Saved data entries
use std::collections::HashMap;

use lazy_static::lazy_static;
use regex::Regex;

lazy_static! {
    static ref WORD_RE: Regex = Regex::new(r"\w+").unwrap();
}

/// Lowercased word-level tokens (`\w+` runs), the shared unit for frequency
/// counting and fuzzy skill matching.
pub fn tokenize_words(text: &str) -> Vec<String> {
    WORD_RE
        .find_iter(text)
        .map(|m| m.as_str().to_lowercase())
        .collect()
}

/// Token frequency table over `tokenize_words`.
pub fn token_counts(text: &str) -> HashMap<String, usize> {
    let mut counts = HashMap::new();
    for token in tokenize_words(text) {
        *counts.entry(token).or_insert(0) += 1;
    }
    counts
}

/// Uppercase the first letter of each whitespace-separated word, lowercase
/// the rest ("machine learning" -> "Machine Learning").
pub fn title_case(phrase: &str) -> String {
    phrase
        .split_whitespace()
        .map(|word| {
            let mut chars = word.chars();
            match chars.next() {
                Some(first) => {
                    first.to_uppercase().collect::<String>() + &chars.as_str().to_lowercase()
                }
                None => String::new(),
            }
        })
        .collect::<Vec<_>>()
        .join(" ")
}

_What the task asks_
Lines holding the word "String" should be counted across the entries; state only how many there are.

_Output_
5